## What is being asked
Count the lines below that carry the word "text". Answer with that number alone.

Data shown: Begin

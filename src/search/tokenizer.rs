use std::collections::HashSet;
use std::sync::LazyLock;

use regex::Regex;

use super::language::Language;
use super::stopwords::StopWords;

/// Upper bound on index terms kept for one article, across all its fields.
pub const MAX_TERMS_PER_ARTICLE: usize = 100;

static HTML_TAG: LazyLock<Regex> = LazyLock::new(|| Regex::new(r"<[^>]*>").expect("valid regex"));
static NON_WORD: LazyLock<Regex> = LazyLock::new(|| Regex::new(r"[^\w\s]").expect("valid regex"));
static HAN_RUN: LazyLock<Regex> =
    LazyLock::new(|| Regex::new(r"\p{Han}{2,}").expect("valid regex"));
static LATIN_RUN: LazyLock<Regex> =
    LazyLock::new(|| Regex::new(r"[A-Za-z]{3,}").expect("valid regex"));

pub fn strip_html(text: &str) -> String {
    HTML_TAG.replace_all(text, " ").into_owned()
}

/// Extracts the distinct, lowercased search terms of `text` in first-seen
/// order.
pub fn extract_terms(text: &str, lang: Language, stop_words: &StopWords) -> Vec<String> {
    let raw = match lang {
        Language::Chinese => ideographic_tokens(text),
        _ => word_tokens(text),
    };

    let mut seen = HashSet::new();
    raw.into_iter()
        .filter(|t| t.chars().count() > 2 || (lang == Language::Chinese && is_han_run(t)))
        .filter(|t| !stop_words.contains(lang, t))
        .take(MAX_TERMS_PER_ARTICLE)
        .filter(|t| seen.insert(t.clone()))
        .collect()
}

fn word_tokens(text: &str) -> Vec<String> {
    let lowered = text.to_lowercase();
    let stripped = strip_html(&lowered);
    let cleaned = NON_WORD.replace_all(&stripped, " ");
    cleaned.split_whitespace().map(str::to_string).collect()
}

fn ideographic_tokens(text: &str) -> Vec<String> {
    let stripped = strip_html(text);
    let mut tokens: Vec<String> = HAN_RUN
        .find_iter(&stripped)
        .map(|m| m.as_str().to_string())
        .collect();
    tokens.extend(
        LATIN_RUN
            .find_iter(&stripped)
            .map(|m| m.as_str().to_lowercase()),
    );
    tokens
}

fn is_han_run(token: &str) -> bool {
    token.chars().count() >= 2 && token.chars().all(super::language::is_han)
}

#[cfg(test)]
mod tests {
    use super::*;

    #[test]
    fn test_latin_tokens_are_cleaned() {
        let sw = StopWords::new();
        let terms = extract_terms(
            "<p>The <b>AI</b> Breakthrough: machine-learning, at scale!</p>",
            Language::English,
            &sw,
        );
        assert_eq!(terms, vec!["breakthrough", "machine", "learning", "scale"]);
    }

    #[test]
    fn test_terms_are_distinct() {
        let sw = StopWords::new();
        let terms = extract_terms("rust Rust RUST cargo", Language::English, &sw);
        assert_eq!(terms, vec!["rust", "cargo"]);
    }

    #[test]
    fn test_german_stopwords_removed() {
        let sw = StopWords::new();
        let terms = extract_terms("Die Regierung und der Markt", Language::German, &sw);
        assert_eq!(terms, vec!["regierung", "markt"]);
    }

    #[test]
    fn test_chinese_runs_and_latin_runs() {
        let sw = StopWords::new();
        let terms = extract_terms("<div>人工智能 新 突破 OpenAI 发布 GPT</div>", Language::Chinese, &sw);
        assert!(terms.contains(&"人工智能".to_string()));
        assert!(terms.contains(&"突破".to_string()));
        assert!(terms.contains(&"发布".to_string()));
        assert!(terms.contains(&"openai".to_string()));
        assert!(terms.contains(&"gpt".to_string()));
        assert!(!terms.contains(&"新".to_string()));
        assert!(!terms.iter().any(|t| t.contains('<')));
    }

    #[test]
    fn test_term_cap() {
        let sw = StopWords::new();
        let text: String = (0..250).map(|i| format!("word{i} ")).collect();
        let terms = extract_terms(&text, Language::English, &sw);
        assert_eq!(terms.len(), MAX_TERMS_PER_ARTICLE);
        assert_eq!(terms[0], "word0");
    }
}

Data shown: End

## Written solution
12